**HOW TO COMPLETE THIS TASK**
Using "seen" as the search string, find the matching lines below and copy them.

**SUPPLIED DATA**
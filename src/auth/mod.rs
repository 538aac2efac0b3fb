use crate::state::AppState;
use axum::Router;

mod claims;
pub mod dto;
pub(crate) mod extractors;
pub mod handlers;
pub mod password;
pub mod jwt;
pub mod repo;
pub mod repo_types;
pub mod services;

pub fn router() -> Router<AppState> {
    Router::new()
        .merge(handlers::auth_routes())
        .merge(handlers::me_routes())
}
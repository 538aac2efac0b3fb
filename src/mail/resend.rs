use async_trait::async_trait;
use serde::{Deserialize, Serialize};
use tracing::warn;

use super::{EmailMessage, MailError, Mailer, SendReceipt};

const RESEND_URL: &str = "https://api.resend.com/emails";

#[derive(Serialize)]
struct ResendRequest<'a> {
    from: &'a str,
    to: [&'a str; 1],
    subject: &'a str,
    html: &'a str,
}

#[derive(Deserialize)]
struct ResendResponse {
    id: Option<String>,
    message: Option<String>,
}

pub struct ResendMailer {
    client: reqwest::Client,
    url: String,
    api_key: String,
    from: String,
}

impl ResendMailer {
    pub fn new(api_key: &str, from: &str) -> Self {
        Self::with_url(RESEND_URL, api_key, from)
    }

    pub fn with_url(url: &str, api_key: &str, from: &str) -> Self {
        Self {
            client: reqwest::Client::new(),
            url: url.to_string(),
            api_key: api_key.to_string(),
            from: from.to_string(),
        }
    }
}

#[async_trait]
impl Mailer for ResendMailer {
    async fn send(&self, message: &EmailMessage) -> Result<SendReceipt, MailError> {
        let res = self
            .client
            .post(&self.url)
            .bearer_auth(&self.api_key)
            .json(&ResendRequest {
                from: &self.from,
                to: [&message.to],
                subject: &message.subject,
                html: &message.html,
            })
            .send()
            .await
            .map_err(|e| MailError::Transport(e.to_string()))?;

        let status = res.status();
        let raw = res
            .text()
            .await
            .map_err(|e| MailError::Transport(e.to_string()))?;
        let body = serde_json::from_str::<ResendResponse>(&raw);

        if !status.is_success() {
            let reason = body
                .ok()
                .and_then(|b| b.message)
                .unwrap_or_else(|| format!("status {status}"));
            warn!(%status, error = %reason, "resend refused message");
            return Err(MailError::Rejected(reason));
        }

        let body =
            body.map_err(|e| MailError::Transport(format!("unreadable resend response: {e}")))?;
        match body.id {
            Some(id) => Ok(SendReceipt { message_id: id }),
            None => {
                warn!(%status, "resend response without id");
                Err(MailError::Rejected("response carried no message id".into()))
            }
        }
    }
}

#[cfg(test)]
mod tests {
    use super::*;
    use mockito::Matcher;
    use serde_json::json;

    async fn send_against(status: usize, body: &str) -> Result<SendReceipt, MailError> {
        let mut server = mockito::Server::new_async().await;
        let mock = server
            .mock("POST", "/emails")
            .match_header("authorization", "Bearer re_test")
            .match_body(Matcher::Json(json!({
                "from": "Travelle <noreply@travelle.test>",
                "to": ["ana@example.com"],
                "subject": "Hi",
                "html": "<p>hi</p>"
            })))
            .with_status(status)
            .with_header("content-type", "application/json")
            .with_body(body)
            .create_async()
            .await;

        let mailer = ResendMailer::with_url(
            &format!("{}/emails", server.url()),
            "re_test",
            "Travelle <noreply@travelle.test>",
        );
        let result = mailer
            .send(&EmailMessage {
                to: "ana@example.com".into(),
                subject: "Hi".into(),
                html: "<p>hi</p>".into(),
            })
            .await;
        mock.assert_async().await;
        result
    }

    #[tokio::test]
    async fn id_becomes_message_id() {
        let receipt = send_against(200, r#"{"id":"49a3999c"}"#).await.unwrap();
        assert_eq!(receipt.message_id, "49a3999c");
    }

    #[tokio::test]
    async fn success_without_id_is_rejected() {
        let err = send_against(200, "{}").await.unwrap_err();
        assert!(matches!(err, MailError::Rejected(_)));
    }

    #[tokio::test]
    async fn provider_message_is_surfaced() {
        let err = send_against(
            422,
            r#"{"statusCode":422,"name":"validation_error","message":"Invalid `from` field"}"#,
        )
        .await
        .unwrap_err();
        assert!(matches!(err, MailError::Rejected(ref r) if r == "Invalid `from` field"));

        let err = send_against(500, "").await.unwrap_err();
        assert!(matches!(err, MailError::Rejected(ref r) if r.contains("500")));
    }

    #[tokio::test]
    async fn unreadable_success_body_is_a_transport_error() {
        let err = send_against(200, "<html>").await.unwrap_err();
        assert!(matches!(err, MailError::Transport(_)));
    }
}
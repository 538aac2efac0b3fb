use std::{collections::HashMap, path::PathBuf};

use anyhow::Context;
use async_trait::async_trait;
use tokio::sync::RwLock;
use uuid::Uuid;

/// Durable string-keyed storage for session records and trip lists.
#[async_trait]
pub trait KvStore: Send + Sync {
    async fn get(&self, key: &str) -> anyhow::Result<Option<String>>;
    async fn put(&self, key: &str, value: String) -> anyhow::Result<()>;
    async fn remove(&self, key: &str) -> anyhow::Result<()>;
}

/// One file per key under a root directory.
#[derive(Clone)]
pub struct FsKvStore {
    root: PathBuf,
}

impl FsKvStore {
    pub async fn new(root: impl Into<PathBuf>) -> anyhow::Result<Self> {
        let root = root.into();
        tokio::fs::create_dir_all(&root)
            .await
            .with_context(|| format!("create storage dir {}", root.display()))?;
        Ok(Self { root })
    }

    fn path_for(&self, key: &str) -> PathBuf {
        let safe: String = key
            .chars()
            .map(|c| if c.is_ascii_alphanumeric() || c == '_' || c == '-' { c } else { '_' })
            .collect();
        self.root.join(format!("{safe}.json"))
    }
}

#[async_trait]
impl KvStore for FsKvStore {
    async fn get(&self, key: &str) -> anyhow::Result<Option<String>> {
        let path = self.path_for(key);
        match tokio::fs::read_to_string(&path).await {
            Ok(v) => Ok(Some(v)),
            Err(e) if e.kind() == std::io::ErrorKind::NotFound => Ok(None),
            Err(e) => Err(e).with_context(|| format!("read {}", path.display())),
        }
    }

    async fn put(&self, key: &str, value: String) -> anyhow::Result<()> {
        let path = self.path_for(key);
        // write-then-rename so readers never see a half-written value
        let tmp = path.with_extension(format!("json.{}.tmp", Uuid::new_v4().simple()));
        tokio::fs::write(&tmp, value)
            .await
            .with_context(|| format!("write {}", tmp.display()))?;
        if let Err(e) = tokio::fs::rename(&tmp, &path).await {
            let _ = tokio::fs::remove_file(&tmp).await;
            return Err(e).with_context(|| format!("rename {}", path.display()));
        }
        Ok(())
    }

    async fn remove(&self, key: &str) -> anyhow::Result<()> {
        let path = self.path_for(key);
        match tokio::fs::remove_file(&path).await {
            Ok(()) => Ok(()),
            Err(e) if e.kind() == std::io::ErrorKind::NotFound => Ok(()),
            Err(e) => Err(e).with_context(|| format!("remove {}", path.display())),
        }
    }
}

/// Process-local store, used in tests and when no storage dir is wanted.
#[derive(Default)]
pub struct MemoryKvStore {
    entries: RwLock<HashMap<String, String>>,
}

impl MemoryKvStore {
    pub fn new() -> Self {
        Self::default()
    }
}

#[async_trait]
impl KvStore for MemoryKvStore {
    async fn get(&self, key: &str) -> anyhow::Result<Option<String>> {
        Ok(self.entries.read().await.get(key).cloned())
    }

    async fn put(&self, key: &str, value: String) -> anyhow::Result<()> {
        self.entries.write().await.insert(key.to_string(), value);
        Ok(())
    }

    async fn remove(&self, key: &str) -> anyhow::Result<()> {
        self.entries.write().await.remove(key);
        Ok(())
    }
}
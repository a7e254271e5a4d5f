//! Order service
//!
//! Creates orders by snapshotting product data at order time, lists orders
//! by participant (buyer or seller), and drives status transitions through
//! the lifecycle state machine.
//!
//! The store offers no multi-record transaction, so `create` is a
//! read-then-write against two tables. That race is closed with a
//! compensation step: after the order record is written the product is
//! re-read, and if it changed or vanished mid-flight the order is destroyed
//! and the call fails with `Conflict`.

use chrono::Utc;
use rust_decimal::Decimal;
use std::collections::HashSet;
use std::sync::Arc;

use super::models::{NewOrder, Order, OrderFields, OrderStatus, coerce_quantity};
use crate::error::ServiceError;
use crate::product::ProductService;
use crate::store::{FieldEq, RecordStore, decode_record, to_fields};

pub struct OrderService {
    store: Arc<dyn RecordStore>,
    table: String,
    products: Arc<ProductService>,
}

impl OrderService {
    pub fn new(
        store: Arc<dyn RecordStore>,
        table: impl Into<String>,
        products: Arc<ProductService>,
    ) -> Self {
        Self {
            store,
            table: table.into(),
            products,
        }
    }

    /// Orders visible to `user_id`: the deduplicated union of orders where
    /// the user is buyer or seller. Without a user, all orders.
    pub async fn list(&self, user_id: Option<&str>) -> Result<Vec<Order>, ServiceError> {
        let records = match user_id {
            None => self.store.list(&self.table, None).await?,
            Some(user) => {
                let as_buyer = self
                    .store
                    .list(&self.table, Some(&FieldEq::new("buyerId", user)))
                    .await?;
                let as_seller = self
                    .store
                    .list(&self.table, Some(&FieldEq::new("sellerId", user)))
                    .await?;

                // A user selling to themselves would appear in both lists.
                let mut seen = HashSet::new();
                as_buyer
                    .into_iter()
                    .chain(as_seller)
                    .filter(|rec| seen.insert(rec.id.clone()))
                    .collect()
            }
        };

        records
            .into_iter()
            .map(|raw| decode_record(raw).map_err(ServiceError::from))
            .collect()
    }

    pub async fn get(&self, id: &str) -> Result<Order, ServiceError> {
        let raw = self
            .store
            .find(&self.table, id)
            .await
            .map_err(ServiceError::for_entity("order"))?;
        Ok(decode_record(raw)?)
    }

    /// Place an order for `caller`, snapshotting the product's name, seller,
    /// and `price * quantity` at this moment. The product itself is not
    /// touched (no stock decrement). Orders always start `Pending`.
    pub async fn create(&self, caller: &str, input: NewOrder) -> Result<Order, ServiceError> {
        let missing =
            || ServiceError::invalid_input("productId, buyerId, and quantity are required");

        let product_id = input
            .product_id
            .filter(|p| !p.is_empty())
            .ok_or_else(missing)?;
        let buyer_id = input
            .buyer_id
            .filter(|b| !b.is_empty())
            .ok_or_else(missing)?;
        let quantity = coerce_quantity(input.quantity.as_ref().ok_or_else(missing)?)?;

        if buyer_id != caller {
            return Err(ServiceError::Forbidden("order"));
        }

        let product = self.products.get(&product_id).await?;
        let snapshot = product.fields.clone();

        let fields = OrderFields {
            product_id: product.id.clone(),
            product_name: snapshot.name.clone(),
            buyer_id,
            seller_id: snapshot.seller_id.clone(),
            quantity,
            total_price: snapshot.price * Decimal::from(quantity),
            shipping_address: input.shipping_address,
            status: OrderStatus::Pending,
            order_date: Utc::now(),
            updated_at: None,
        };

        let raw = self.store.create(&self.table, to_fields(&fields)?).await?;
        let order: Order = decode_record(raw)?;

        // Compensation for the non-transactional read-then-write: if the
        // product changed or was deleted between the read and the order
        // write, the snapshot is stale. Destroy the order and fail.
        let stale = match self.products.get(&product_id).await {
            Ok(current) => {
                current.fields.price != snapshot.price
                    || current.fields.seller_id != snapshot.seller_id
                    || current.fields.name != snapshot.name
            }
            Err(ServiceError::NotFound(_)) => true,
            Err(err) => return Err(err),
        };
        if stale {
            if let Err(err) = self.store.destroy(&self.table, &order.id).await {
                tracing::warn!(order_id = %order.id, %err, "failed to destroy stale order");
            }
            return Err(ServiceError::Conflict);
        }

        tracing::info!(
            order_id = %order.id,
            product_id = %product_id,
            buyer_id = %order.fields.buyer_id,
            "order created"
        );
        Ok(order)
    }

    /// Move an order to `status`, refreshing `updatedAt` and touching
    /// nothing else.
    ///
    /// The seller drives `Shipped` and `Delivered`; either participant may
    /// cancel. Transitions outside the lifecycle table are rejected.
    pub async fn update_status(
        &self,
        caller: &str,
        id: &str,
        status: Option<&str>,
    ) -> Result<Order, ServiceError> {
        let status = status
            .map(str::trim)
            .filter(|s| !s.is_empty())
            .ok_or_else(|| ServiceError::invalid_input("status is required"))?;
        let next: OrderStatus = status.parse()?;

        let order = self.get(id).await?;
        let fields = &order.fields;

        let is_seller = fields.seller_id == caller;
        let is_buyer = fields.buyer_id == caller;
        let allowed = match next {
            OrderStatus::Shipped | OrderStatus::Delivered => is_seller,
            OrderStatus::Cancelled => is_seller || is_buyer,
            OrderStatus::Pending => is_seller || is_buyer,
        };
        if !allowed {
            return Err(ServiceError::Forbidden("order"));
        }

        if !fields.status.can_transition_to(next) {
            return Err(ServiceError::InvalidTransition {
                from: fields.status,
                to: next,
            });
        }

        let mut update = crate::store::Fields::new();
        update.insert("status".into(), serde_json::to_value(next)?);
        update.insert("updatedAt".into(), serde_json::to_value(Utc::now())?);

        let raw = self
            .store
            .update(&self.table, id, update)
            .await
            .map_err(ServiceError::for_entity("order"))?;
        tracing::info!(order_id = %id, from = %fields.status, to = %next, "order status updated");
        Ok(decode_record(raw)?)
    }
}
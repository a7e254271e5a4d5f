//! Caller identity
//!
//! Full credential auth is out of scope; the caller principal arrives as an
//! `X-User-Id` header, the explicit stand-in for a session layer. Mutating
//! handlers take [`Identity`] as an extractor, so a request without the
//! header is rejected with 401 before the handler runs. Ownership decisions
//! belong to the services, which receive the extracted user id.

use axum::{extract::FromRequestParts, http::request::Parts};

use super::types::ApiError;

pub const USER_ID_HEADER: &str = "x-user-id";

/// The authenticated principal for this request.
#[derive(Debug, Clone)]
pub struct Identity {
    pub user_id: String,
}

impl<S> FromRequestParts<S> for Identity
where
    S: Send + Sync,
{
    type Rejection = ApiError;

    async fn from_request_parts(parts: &mut Parts, _state: &S) -> Result<Self, Self::Rejection> {
        let user_id = parts
            .headers
            .get(USER_ID_HEADER)
            .and_then(|v| v.to_str().ok())
            .map(str::trim)
            .filter(|v| !v.is_empty())
            .ok_or_else(|| ApiError::unauthorized("missing X-User-Id header"))?;

        Ok(Self {
            user_id: user_id.to_string(),
        })
    }
}
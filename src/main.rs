//! tradepost entry point
//!
//! Wiring order: config -> logging -> store client -> services -> gateway.
//! The store client is built once here and injected into both services;
//! there is no other process-wide state.

use std::sync::Arc;

use anyhow::Context;

use tradepost::config::{AppConfig, StoreConfig};
use tradepost::gateway;
use tradepost::logging;
use tradepost::order::OrderService;
use tradepost::product::ProductService;
use tradepost::store::{RecordStore, RestStore};

fn get_env() -> String {
    let args: Vec<String> = std::env::args().collect();
    for i in 0..args.len() {
        if args[i] == "--env" && i + 1 < args.len() {
            return args[i + 1].clone();
        }
    }
    "dev".to_string()
}

fn build_store(config: &StoreConfig) -> anyhow::Result<Arc<dyn RecordStore>> {
    match config.backend.as_str() {
        "rest" => {
            let api_key = config.resolve_api_key().context(
                "store backend 'rest' needs an API key (config or TRADEPOST_STORE_API_KEY)",
            )?;
            anyhow::ensure!(!config.base_id.is_empty(), "store.base_id is required");
            Ok(Arc::new(RestStore::new(
                config.endpoint.clone(),
                config.base_id.clone(),
                api_key,
            )))
        }
        #[cfg(feature = "mock-store")]
        "memory" => Ok(Arc::new(tradepost::store::MemoryStore::new())),
        other => anyhow::bail!("unknown store backend: {other}"),
    }
}

#[tokio::main]
async fn main() -> anyhow::Result<()> {
    let env = get_env();
    let config = AppConfig::load(&env);
    let _guard = logging::init_logging(&config);

    tracing::info!(env = %env, backend = %config.store.backend, "tradepost starting");

    let store = build_store(&config.store)?;
    let products = Arc::new(ProductService::new(
        store.clone(),
        config.store.products_table.clone(),
    ));
    let orders = Arc::new(OrderService::new(
        store,
        config.store.orders_table.clone(),
        products.clone(),
    ));

    gateway::run_server(&config.gateway, products, orders).await
}
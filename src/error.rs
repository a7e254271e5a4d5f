//! Service error taxonomy
//!
//! Everything the product and order services can fail with. The gateway maps
//! these onto HTTP status codes (`InvalidInput` → 400, `Forbidden` → 403,
//! `NotFound` → 404, `Conflict`/`InvalidTransition` → 409, `Store` → 500).

use thiserror::Error;

use crate::order::OrderStatus;
use crate::store::StoreError;

#[derive(Error, Debug)]
pub enum ServiceError {
    #[error("{0}")]
    InvalidInput(String),

    #[error("{0} not found")]
    NotFound(&'static str),

    #[error("caller is not allowed to modify this {0}")]
    Forbidden(&'static str),

    #[error("illegal status transition: {from} -> {to}")]
    InvalidTransition { from: OrderStatus, to: OrderStatus },

    #[error("product changed while the order was being placed")]
    Conflict,

    #[error(transparent)]
    Store(StoreError),
}

impl ServiceError {
    pub fn invalid_input(msg: impl Into<String>) -> Self {
        Self::InvalidInput(msg.into())
    }

    /// Map a store failure, turning the store's not-found signal into a
    /// `NotFound` for the named entity.
    pub fn for_entity(entity: &'static str) -> impl FnOnce(StoreError) -> Self {
        move |err| match err {
            StoreError::NotFound => Self::NotFound(entity),
            other => Self::Store(other),
        }
    }
}

impl From<StoreError> for ServiceError {
    fn from(err: StoreError) -> Self {
        Self::Store(err)
    }
}

impl From<serde_json::Error> for ServiceError {
    fn from(err: serde_json::Error) -> Self {
        Self::Store(StoreError::from(err))
    }
}
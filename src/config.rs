use serde::{Deserialize, Serialize};
use std::fs;

/// Top-level configuration, loaded from `config/{env}.yaml`.
#[derive(Debug, Serialize, Deserialize, Clone)]
pub struct AppConfig {
    pub log_level: String,
    pub log_dir: String,
    pub log_file: String,
    pub use_json: bool,
    pub rotation: String,
    pub enable_tracing: bool,
    pub gateway: GatewayConfig,
    #[serde(default)]
    pub store: StoreConfig,
}

#[derive(Debug, Serialize, Deserialize, Clone)]
pub struct GatewayConfig {
    pub host: String,
    pub port: u16,
}

/// Record store wiring.
///
/// `backend` selects the implementation: `rest` talks to the remote tabular
/// service, `memory` runs in-process (requires the `mock-store` feature).
#[derive(Debug, Serialize, Deserialize, Clone)]
pub struct StoreConfig {
    pub backend: String,
    pub endpoint: String,
    pub base_id: String,
    /// Falls back to the `TRADEPOST_STORE_API_KEY` env var when unset.
    #[serde(default)]
    pub api_key: Option<String>,
    pub products_table: String,
    pub orders_table: String,
}

impl Default for StoreConfig {
    fn default() -> Self {
        Self {
            backend: "memory".to_string(),
            endpoint: "https://api.airtable.com/v0".to_string(),
            base_id: String::new(),
            api_key: None,
            products_table: "Products".to_string(),
            orders_table: "Orders".to_string(),
        }
    }
}

impl StoreConfig {
    /// The effective API key: config value, else environment.
    pub fn resolve_api_key(&self) -> Option<String> {
        self.api_key
            .clone()
            .or_else(|| std::env::var("TRADEPOST_STORE_API_KEY").ok())
            .filter(|k| !k.is_empty())
    }
}

impl AppConfig {
    pub fn load(env: &str) -> Self {
        let config_path = format!("config/{}.yaml", env);
        let content = fs::read_to_string(&config_path)
            .unwrap_or_else(|_| panic!("Failed to read config file: {}", config_path));
        serde_yaml::from_str(&content).expect("Failed to parse config yaml")
    }
}
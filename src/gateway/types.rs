//! Gateway response types and error-to-status mapping.
//!
//! Success bodies are the entity itself (`{id, ...fields}`); failures are
//! `{message, error}` where `message` is the stable operation-level
//! description and `error` the underlying detail.

use axum::{
    Json,
    http::StatusCode,
    response::{IntoResponse, Response},
};
use serde::Serialize;
use utoipa::ToSchema;

use crate::error::ServiceError;

pub type ApiResult<T> = Result<T, ApiError>;

/// Wire shape of every failure response.
#[derive(Debug, Serialize, ToSchema)]
pub struct ErrorBody {
    pub message: String,
    pub error: String,
}

#[derive(Debug)]
pub struct ApiError {
    pub status: StatusCode,
    pub body: ErrorBody,
}

impl ApiError {
    pub fn new(status: StatusCode, message: impl Into<String>, error: impl Into<String>) -> Self {
        Self {
            status,
            body: ErrorBody {
                message: message.into(),
                error: error.into(),
            },
        }
    }

    pub fn unauthorized(error: impl Into<String>) -> Self {
        Self::new(StatusCode::UNAUTHORIZED, "Authentication required", error)
    }

    /// Map a service failure onto a status code, keeping `message` stable
    /// per operation and surfacing the service's detail in `error`.
    pub fn from_service(message: &'static str, err: ServiceError) -> Self {
        let status = match &err {
            ServiceError::InvalidInput(_) => StatusCode::BAD_REQUEST,
            ServiceError::Forbidden(_) => StatusCode::FORBIDDEN,
            ServiceError::NotFound(_) => StatusCode::NOT_FOUND,
            ServiceError::Conflict | ServiceError::InvalidTransition { .. } => StatusCode::CONFLICT,
            ServiceError::Store(_) => StatusCode::INTERNAL_SERVER_ERROR,
        };
        if status == StatusCode::INTERNAL_SERVER_ERROR {
            tracing::error!(%err, "{message}");
        }
        Self::new(status, message, err.to_string())
    }
}

impl IntoResponse for ApiError {
    fn into_response(self) -> Response {
        (self.status, Json(self.body)).into_response()
    }
}

/// Body of `DELETE /api/products/{id}`.
#[derive(Debug, Serialize, ToSchema)]
pub struct DeletedBody {
    pub message: String,
}

/// Body of `GET /api/health`.
#[derive(Debug, Serialize, ToSchema)]
pub struct HealthBody {
    pub status: &'static str,
    pub version: String,
}

#[cfg(test)]
mod tests {
    use super::*;
    use crate::store::StoreError;

    #[test]
    fn service_errors_map_to_expected_status_codes() {
        let cases = [
            (
                ServiceError::invalid_input("quantity must be a positive integer"),
                StatusCode::BAD_REQUEST,
            ),
            (ServiceError::NotFound("product"), StatusCode::NOT_FOUND),
            (ServiceError::Forbidden("product"), StatusCode::FORBIDDEN),
            (ServiceError::Conflict, StatusCode::CONFLICT),
            (
                ServiceError::Store(StoreError::Api {
                    status: 503,
                    message: "over quota".to_string(),
                }),
                StatusCode::INTERNAL_SERVER_ERROR,
            ),
        ];
        for (err, expected) in cases {
            assert_eq!(ApiError::from_service("Failed", err).status, expected);
        }
    }

    #[test]
    fn error_body_carries_message_and_detail() {
        let err =
            ApiError::from_service("Failed to fetch product", ServiceError::NotFound("product"));
        assert_eq!(err.body.message, "Failed to fetch product");
        assert_eq!(err.body.error, "product not found");
    }
}
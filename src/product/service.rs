//! Product service
//!
//! CRUD over product records. Owns price normalization and seller
//! attribution: `sellerId` is written once at creation and update/delete are
//! restricted to the owning seller.

use chrono::Utc;
use std::sync::Arc;

use super::models::{NewProduct, Product, ProductFields, ProductPatch, coerce_price};
use crate::error::ServiceError;
use crate::store::{RecordStore, decode_record, to_fields};

pub struct ProductService {
    store: Arc<dyn RecordStore>,
    table: String,
}

impl ProductService {
    pub fn new(store: Arc<dyn RecordStore>, table: impl Into<String>) -> Self {
        Self {
            store,
            table: table.into(),
        }
    }

    /// All products, no filtering or pagination.
    pub async fn list(&self) -> Result<Vec<Product>, ServiceError> {
        let records = self.store.list(&self.table, None).await?;
        records
            .into_iter()
            .map(|raw| decode_record(raw).map_err(ServiceError::from))
            .collect()
    }

    pub async fn get(&self, id: &str) -> Result<Product, ServiceError> {
        let raw = self
            .store
            .find(&self.table, id)
            .await
            .map_err(ServiceError::for_entity("product"))?;
        Ok(decode_record(raw)?)
    }

    /// Create a listing for `caller`. The supplied `sellerId` has to be the
    /// caller themselves; it is written once and never changed afterwards.
    pub async fn create(&self, caller: &str, input: NewProduct) -> Result<Product, ServiceError> {
        let missing =
            || ServiceError::invalid_input("name, price, and sellerId are required");

        let name = input
            .name
            .filter(|n| !n.trim().is_empty())
            .ok_or_else(missing)?;
        let price = coerce_price(input.price.as_ref().ok_or_else(missing)?)?;
        let seller_id = input
            .seller_id
            .filter(|s| !s.is_empty())
            .ok_or_else(missing)?;

        if seller_id != caller {
            return Err(ServiceError::Forbidden("product"));
        }

        let fields = ProductFields {
            name,
            description: input.description,
            price,
            image_url: input.image_url,
            seller_id,
            created_at: Some(Utc::now()),
            updated_at: None,
        };

        let raw = self.store.create(&self.table, to_fields(&fields)?).await?;
        tracing::info!(product_id = %raw.id, seller_id = %fields.seller_id, "product created");
        Ok(decode_record(raw)?)
    }

    /// Overwrite the caller-editable fields and refresh `updatedAt`.
    ///
    /// Only the owning seller may update. `sellerId` is never touched: the
    /// patch type has no such field, so whatever the caller sent is dropped
    /// before it gets here.
    pub async fn update(
        &self,
        caller: &str,
        id: &str,
        patch: ProductPatch,
    ) -> Result<Product, ServiceError> {
        let existing = self.get(id).await?;
        if existing.fields.seller_id != caller {
            return Err(ServiceError::Forbidden("product"));
        }

        let mut fields = crate::store::Fields::new();
        if let Some(name) = patch.name {
            if name.trim().is_empty() {
                return Err(ServiceError::invalid_input("name must not be empty"));
            }
            fields.insert("name".into(), name.into());
        }
        if let Some(description) = patch.description {
            fields.insert("description".into(), description.into());
        }
        if let Some(price) = patch.price {
            let price = coerce_price(&price)?;
            fields.insert("price".into(), serde_json::to_value(price)?);
        }
        if let Some(image_url) = patch.image_url {
            fields.insert("imageUrl".into(), image_url.into());
        }
        fields.insert("updatedAt".into(), serde_json::to_value(Utc::now())?);

        let raw = self
            .store
            .update(&self.table, id, fields)
            .await
            .map_err(ServiceError::for_entity("product"))?;
        Ok(decode_record(raw)?)
    }

    /// Remove a product unconditionally; there is no check for orders still
    /// referencing it (order snapshots stay valid on their own). Repeat
    /// deletes fail with `NotFound`.
    pub async fn delete(&self, caller: &str, id: &str) -> Result<(), ServiceError> {
        let existing = self.get(id).await?;
        if existing.fields.seller_id != caller {
            return Err(ServiceError::Forbidden("product"));
        }

        self.store
            .destroy(&self.table, id)
            .await
            .map_err(ServiceError::for_entity("product"))?;
        tracing::info!(product_id = %id, "product deleted");
        Ok(())
    }
}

**FINISHED EXERCISE**
                let mut seen = HashSet::new();
                    .filter(|rec| seen.insert(rec.id.clone()))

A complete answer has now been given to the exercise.